S&P Global Ratings has agreed to pay $2.5 million to settle Securities and Exchange Commission charges that it violated conflict-of-interest rules by allowing its sales and marketing team to influencing its credit ratings.
According to the SEC’s cease-and-desist order, the ratings agency was hired by an issuer to rate a jumbo residential mortgage-backed security transaction in July 2017. The SEC said S&P provided preliminary feedback to the issuer indicating that certain tranches issued as part of the transaction met the firm’s minimum credit enhancement floor required to assign them “AAA” ratings. However, one month later, S&P’s analytical team told the issuer they had made a miscalculation and the tranches were actually 10 basis points below the minimum credit enhancement floor needed for “AAA” ratings.
But “after further analysis and discussion,” the same S&P analytical team drew a different conclusion just a few days later and told the issuer the transaction actually did meet the minimum requirements. According to the order, the issuer was disappointed and frustrated with S&P and threatened to sue the agency because it had revised its ratings feedback during a key marketing period for the offering. The issuer allegedly told S&P commercial employees, who were responsible for managing the relationship with the issuer, that if the firm could not rate the super senior and senior support classes “AAA” and “AA,” respectively, that it would drop S&P from the transaction and permanently end its relationship with S&P’s RMBS team.

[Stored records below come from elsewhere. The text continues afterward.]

//! Integration tests for the runner: load, evaluate, report

use runjs_core::{ExecutionOutcome, Job, Stage};
use runjs_engine::{EngineConfig, HostContext, Runner};
use std::fs;
use std::time::Duration;
use tempfile::TempDir;

fn run_source(source: &str) -> (ExecutionOutcome, runjs_engine::Capture) {
    run_source_with(EngineConfig::new(), source)
}

fn run_source_with(
    config: EngineConfig,
    source: &str,
) -> (ExecutionOutcome, runjs_engine::Capture) {
    let dir = TempDir::new().unwrap();
    fs::write(dir.path().join("user_code.js"), source).unwrap();

    let (host, capture) = HostContext::captured();
    let outcome = Runner::new(config, host).run(&Job::new(dir.path()));
    (outcome, capture)
}

fn failure_message(outcome: &ExecutionOutcome, expected: Stage) -> String {
    match outcome {
        ExecutionOutcome::Failure { stage, message } => {
            assert_eq!(*stage, expected);
            message.clone()
        }
        ExecutionOutcome::Success => panic!("Expected {expected:?} failure"),
    }
}

#[test]
fn test_successful_run_has_no_error_output() {
    let (outcome, capture) = run_source(
        "function fib(n) { return n < 2 ? n : fib(n - 1) + fib(n - 2); }\n\
         console.log(fib(15));",
    );

    assert_eq!(outcome, ExecutionOutcome::Success);
    assert_eq!(capture.stdout(), "610\n");
    assert_eq!(capture.stderr(), "");
}

#[test]
fn test_missing_user_code_is_read_failure() {
    let dir = TempDir::new().unwrap();
    let (host, _) = HostContext::captured();

    let outcome = Runner::new(EngineConfig::new(), host).run(&Job::new(dir.path()));
    let message = failure_message(&outcome, Stage::Read);
    assert!(message.contains("user_code.js"));
    assert!(
        outcome
            .diagnostic()
            .unwrap()
            .starts_with("Error reading user code: ")
    );
}

#[test]
fn test_syntax_error_is_exec_failure() {
    let (outcome, capture) = run_source("console.log('never printed');\nif (true {");

    let message = failure_message(&outcome, Stage::Exec);
    assert!(message.starts_with("SyntaxError"));
    assert_eq!(capture.stdout(), "");
}

#[test]
fn test_runtime_error_description() {
    let (outcome, _) = run_source("null.property;");

    let message = failure_message(&outcome, Stage::Exec);
    assert!(message.starts_with("TypeError"));
}

#[test]
fn test_thrown_value_description() {
    let (outcome, _) = run_source("throw { code: 7, toString() { return 'E7'; } };");

    assert_eq!(failure_message(&outcome, Stage::Exec), "E7");
    assert_eq!(outcome.diagnostic().unwrap(), "Execution error: E7");
}

#[test]
fn test_side_effects_before_failure_are_kept() {
    let (outcome, capture) = run_source(
        "console.log('step 1');\nconsole.error('warning');\nthrow new Error('step 2');",
    );

    assert_eq!(outcome.exit_code(), 1);
    assert_eq!(capture.stdout(), "step 1\n");
    assert_eq!(capture.stderr(), "warning\n");
}

#[test]
fn test_async_drain_order() {
    let (outcome, capture) = run_source(
        "const log = [];\n\
         setTimeout(() => { log.push('timeout'); console.log(log.join(',')); }, 0);\n\
         queueMicrotask(() => log.push('microtask'));\n\
         (async () => { await null; log.push('await'); })();\n\
         log.push('sync');",
    );

    assert!(outcome.is_success());
    assert_eq!(capture.stdout(), "sync,microtask,await,timeout\n");
}

#[test]
fn test_timeout_outcome() {
    let config = EngineConfig::new().with_timeout(Duration::from_millis(50));
    let (outcome, _) = run_source_with(config, "setInterval(() => {}, 5);");

    assert_eq!(
        failure_message(&outcome, Stage::Exec),
        "timed out after 50 ms"
    );
}

#[test]
fn test_idempotent_outcomes() {
    let dir = TempDir::new().unwrap();
    fs::write(
        dir.path().join("user_code.js"),
        "const x = [3, 1, 2].sort(); if (x[0] !== 1) throw new Error('unsorted'); console.log(x);",
    )
    .unwrap();
    let (host, capture) = HostContext::captured();
    let runner = Runner::new(EngineConfig::new(), host);

    let first = runner.run(&Job::new(dir.path()));
    let second = runner.run(&Job::new(dir.path()));

    assert_eq!(first, second);
    assert_eq!(capture.stdout(), "[1,2,3]\n[1,2,3]\n");
}
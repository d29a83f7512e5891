//! Source loading for runjs
//!
//! Resolves `user_code.js` inside a job's code directory, reads it once and
//! decodes it into a `SourceUnit` ready for evaluation.

use runjs_core::{Job, RunError, SourceUnit, SOURCE_FILE_NAME};
use std::fs;
use std::path::{Path, PathBuf};

// Text normalisation applied after decoding
pub mod text;

/// Join the code directory with the literal source file name
#[must_use]
pub fn resolve_source_path(code_directory: &Path) -> PathBuf {
    code_directory.join(SOURCE_FILE_NAME)
}

/// Load the source unit for a job
///
/// # Errors
///
/// Returns `RunError::Read` if the file cannot be opened or read,
/// `RunError::NotAFile` if the path names a directory, and
/// `RunError::Decode` if the contents are not valid UTF-8
pub fn load(job: &Job) -> Result<SourceUnit, RunError> {
    load_path(&resolve_source_path(job.code_directory()))
}

/// Load a source unit from an explicit file path
///
/// # Errors
///
/// Same as [`load`]
pub fn load_path(path: &Path) -> Result<SourceUnit, RunError> {
    log::debug!("reading user code from {}", path.display());

    let metadata = fs::metadata(path).map_err(|e| RunError::read(path, e))?;
    if metadata.is_dir() {
        return Err(RunError::NotAFile {
            path: path.to_path_buf(),
        });
    }

    let bytes = fs::read(path).map_err(|e| RunError::read(path, e))?;
    let text = decode(path, bytes)?;

    log::debug!("loaded {} bytes of user code", text.len());
    Ok(SourceUnit::new(path, text::prepare(text)))
}

/// Strict UTF-8 decoding; lossy replacement would change program text
///
/// # Errors
///
/// Returns `RunError::Decode` with the offset of the first invalid byte
pub fn decode(path: &Path, bytes: Vec<u8>) -> Result<String, RunError> {
    String::from_utf8(bytes).map_err(|e| RunError::Decode {
        path: path.to_path_buf(),
        offset: e.utf8_error().valid_up_to(),
    })
}
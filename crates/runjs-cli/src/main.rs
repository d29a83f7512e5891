//! runjs CLI
//!
//! Runs `user_code.js` from the directory given on the command line.

use anyhow::Context;
use clap::{Arg, ArgAction, ArgMatches, Command};
use log::LevelFilter;
use runjs_core::{ExecutionOutcome, Job};
use runjs_engine::{EngineConfig, HostContext, Runner};
use std::path::PathBuf;
use std::process;
use std::str::FromStr;
use std::time::Duration;

fn cli() -> Command {
    Command::new("runjs")
        .version(env!("CARGO_PKG_VERSION"))
        .about("Run user_code.js from a code directory in an embedded JavaScript engine")
        .arg(
            Arg::new("directory")
                .value_name("CODE_DIR")
                .help("Directory containing user_code.js")
                .required(true)
                .value_parser(clap::value_parser!(PathBuf))
                .index(1),
        )
        .arg(
            Arg::new("timeout-ms")
                .long("timeout-ms")
                .value_name("MS")
                .help("Wall-clock limit for evaluation and pending timers")
                .value_parser(clap::value_parser!(u64).range(1..)),
        )
        .arg(
            Arg::new("memory-limit-mb")
                .long("memory-limit-mb")
                .value_name("MB")
                .help("Heap limit for the script")
                .value_parser(clap::value_parser!(u64).range(1..)),
        )
        .arg(
            Arg::new("max-stack-kb")
                .long("max-stack-kb")
                .value_name("KB")
                .help("Stack limit for the script")
                .value_parser(clap::value_parser!(u64).range(1..)),
        )
        .arg(
            Arg::new("isolate-env")
                .long("isolate-env")
                .help("Expose an empty process.env instead of the current environment")
                .action(ArgAction::SetTrue),
        )
        .arg(
            Arg::new("log-level")
                .long("log-level")
                .value_name("LEVEL")
                .help("Runner log verbosity")
                .value_parser(["off", "error", "warn", "info", "debug", "trace"])
                .default_value("warn"),
        )
}

fn main() {
    let matches = cli().get_matches();

    match setup(&matches) {
        Ok((runner, job)) => {
            let outcome = runner.run(&job);
            process::exit(report(&outcome));
        }
        Err(e) => {
            eprintln!("runjs: {e:#}");
            process::exit(1);
        }
    }
}

fn setup(matches: &ArgMatches) -> Result<(Runner, Job), anyhow::Error> {
    init_logging(matches)?;

    let directory = matches
        .get_one::<PathBuf>("directory")
        .context("missing code directory")?;
    let config = engine_config(matches)?;
    let host = if matches.get_flag("isolate-env") {
        HostContext::inherit().without_env()
    } else {
        HostContext::inherit()
    };

    log::debug!("engine config: {config:?}");
    Ok((Runner::new(config, host), Job::new(directory)))
}

fn init_logging(matches: &ArgMatches) -> Result<(), anyhow::Error> {
    let level = matches
        .get_one::<String>("log-level")
        .map_or("warn", String::as_str);
    let level = LevelFilter::from_str(level)
        .ok()
        .with_context(|| format!("invalid log level {level}"))?;

    env_logger::Builder::new()
        .filter_level(level)
        .target(env_logger::Target::Stderr)
        .try_init()?;
    Ok(())
}

fn engine_config(matches: &ArgMatches) -> Result<EngineConfig, anyhow::Error> {
    let mut config = EngineConfig::new();

    if let Some(&ms) = matches.get_one::<u64>("timeout-ms") {
        config = config.with_timeout(Duration::from_millis(ms));
    }
    if let Some(&mb) = matches.get_one::<u64>("memory-limit-mb") {
        let bytes = scaled(mb, 1024 * 1024).context("--memory-limit-mb is too large")?;
        config = config.with_memory_limit(bytes);
    }
    if let Some(&kb) = matches.get_one::<u64>("max-stack-kb") {
        let bytes = scaled(kb, 1024).context("--max-stack-kb is too large")?;
        config = config.with_max_stack_size(bytes);
    }

    Ok(config)
}

fn scaled(value: u64, unit: u64) -> Option<usize> {
    value.checked_mul(unit).and_then(|bytes| usize::try_from(bytes).ok())
}

/// Print the failure diagnostic, if any, and return the exit status
fn report(outcome: &ExecutionOutcome) -> i32 {
    if let Some(diagnostic) = outcome.diagnostic() {
        eprintln!("{diagnostic}");
    }
    outcome.exit_code()
}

At that time, S&P had not rated a prime “jumbo” RMBS transaction in more than two years, according to the order, nor had it rated any transaction for this particular issuer in nearly three years. S&P employees viewed the engagement as “a very positive development” for the company and its RMBS rating business, said the order.
The SEC alleges that S&P commercial employees attempted to pressure the analytical team to rate the transaction consistent with the preliminary feedback, despite the fact that it “turned out to include a calculation error.” S&P commercial employees allegedly tried to persuade S&P’s analytical team to “find a way to rate the transaction consistent with the preliminary indications that S&P had provided to the issuer.”
The SEC said that, despite sending the communications through the compliance department as required by company policy, some emails sent by the S&P commercial employees to the analytical team contained statements reflecting sales and marketing considerations.
“As a result of the content, urgent nature, high volume and compressed timing of the communications, the S&P commercial employees became participants in the rating process during a time when they were influenced by sales and marketing considerations,” the order says.
According to the SEC, after S&P discovered the circumstances regarding the rating of the RMBS transaction, it self-reported the conduct to the regulator and cooperated with its investigation. The SEC said the firm also took remedial steps to improve its conflict-of-interest policies and procedures.
“Credit rating agencies play a systemically important role in the structured products markets,” Osman Nawaz, chief of the SEC’s Complex Financial Instruments Unit, said in a statement. “The federal securities laws require them to insulate their analytical functions from the influence of business considerations.”
Without admitting or denying the SEC’s findings, S&P agreed to the entry of a cease-and-desist order and a censure, in addition to the $2.5 million penalty.
S&P said in a statement that it “takes compliance with regulatory obligations very seriously and is committed to the integrity of its ratings process and high-quality independent credit ratings.”